Let’s take a look at these three new rules:

Lambda environment variables without encryption enabled

AWS recommends that you use environment variables to pass parameters to your Lambda function. As a result, these environment variables may contain sensitive information and should be encrypted. By default, AWS encrypts your Lambda functions at rest using the server-side KMS(Key Management Service) encryption. You can also encrypt your functions in transit using a preferred client-side CMK(Customer Master Key) option for further protection. 

With this new rule, nOps examines your cloud environment for unencrypted Lambda environment variables and brings them to your attention. 

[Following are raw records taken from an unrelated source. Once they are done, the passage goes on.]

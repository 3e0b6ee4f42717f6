use scraper::{ElementRef, Html, Selector};

/// Sports-reference hides secondary tables inside HTML comments
const COMMENT_OPEN: &str = "<!--";
const COMMENT_CLOSE: &str = "-->";

/// Build a selector from a fixed CSS string
pub fn selector(css: &str) -> Selector {
    Selector::parse(css).expect("Valid selector")
}

/// Concatenated text of an element and its descendants
pub fn element_text(element: ElementRef) -> String {
    element.text().collect::<String>()
}

/// Text of the first match of `css` under `scope`
pub fn select_text(scope: ElementRef, css: &str) -> Option<String> {
    scope.select(&selector(css)).next().map(element_text)
}

/// `href` of the first match of `css` under `scope`
pub fn select_href(scope: ElementRef, css: &str) -> Option<String> {
    let element = scope.select(&selector(css)).next()?;
    element.value().attr("href").map(str::to_string)
}

/// Find an element anywhere in the document by its id
pub fn find_by_id<'a>(document: &'a Html, id: &str) -> Option<ElementRef<'a>> {
    document.select(&selector(&format!("#{}", id))).next()
}

/// All elements matching `css`, in document order
pub fn select_all<'a>(document: &'a Html, css: &str) -> Vec<ElementRef<'a>> {
    document.select(&selector(css)).collect()
}

/// Remove comment delimiters so commented-out markup becomes real markup
pub fn strip_comment_markers(html: &str) -> String {
    html.replace(COMMENT_OPEN, "").replace(COMMENT_CLOSE, "")
}

/// Re-parse a document with its commented-out tables made selectable
pub fn uncomment(document: &Html) -> Html {
    Html::parse_document(&strip_comment_markers(&document.root_element().html()))
}

#[cfg(test)]
mod tests {
    use super::*;

    #[test]
    fn test_commented_table_becomes_selectable() {
        let html = Html::parse_document(
            r#"
            <html>
                <body>
                    <div id="all_advanced">
                    <!--
                        <table id="advanced"><tbody><tr><td>x</td></tr></tbody></table>
                    -->
                    </div>
                </body>
            </html>
            "#,
        );

        assert!(find_by_id(&html, "advanced").is_none());

        let cleaned = uncomment(&html);
        assert!(find_by_id(&cleaned, "advanced").is_some());
    }

    #[test]
    fn test_select_text_and_href() {
        let html = Html::parse_document(
            r#"<table><tr><td data-stat="team_name_abbr"><a href="/teams/LAL/2020.html">LAL</a></td></tr></table>"#,
        );
        let row = select_all(&html, "tr")[0];

        assert_eq!(
            select_text(row, r#"td[data-stat="team_name_abbr"] a"#).as_deref(),
            Some("LAL")
        );
        assert_eq!(
            select_href(row, r#"td[data-stat="team_name_abbr"] a"#).as_deref(),
            Some("/teams/LAL/2020.html")
        );
        assert!(select_text(row, r#"td[data-stat="awards"]"#).is_none());
    }

    #[test]
    fn test_strip_comment_markers() {
        assert_eq!(strip_comment_markers("a<!--b-->c"), "abc");
    }
}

Public Lambda function without exception

You must not expose your AWS Lambda functions to unauthorized access while creating and configuring them. To achieve this, AWS recommends that you use the strictest access policies possible. This will prevent malicious elements from invoking your Lambda without proper credentials.  

This new rule checks if the Lambda access policy allows public invocation and alerts you if it does. 

Lambda function without trigger

Lambda functions are initiated with triggers – specific events that kickstart Lambda functions when they happen. Lambda functions without triggers lead to operational complexity and unmanaged resources.

With this new rule, the nOps engine looks for Lambda functions that don’t have defined triggers informs you of the orphaned lambda functions.

Remediation Process

To expedite the remediation process, nOps provides you with granular details about each violation. 

You may either override the discovered violation or click the Resource Details button to learn more about the Lambda resource at fault. 

You may then check the resource on the AWS console or add a Jira ticket for your CloudOps/DevOps team. 

Conclusion

AWS Lambda is a low-cost, high-performance serverless platform for event-driven computations. When creating and configuring Lambda functions, it’s essential to follow best practices to guarantee optimal performance.

nOps continuously monitors your Lambda resources for compliance with security best practices, alerting you to any misconfigurations before they are exploited.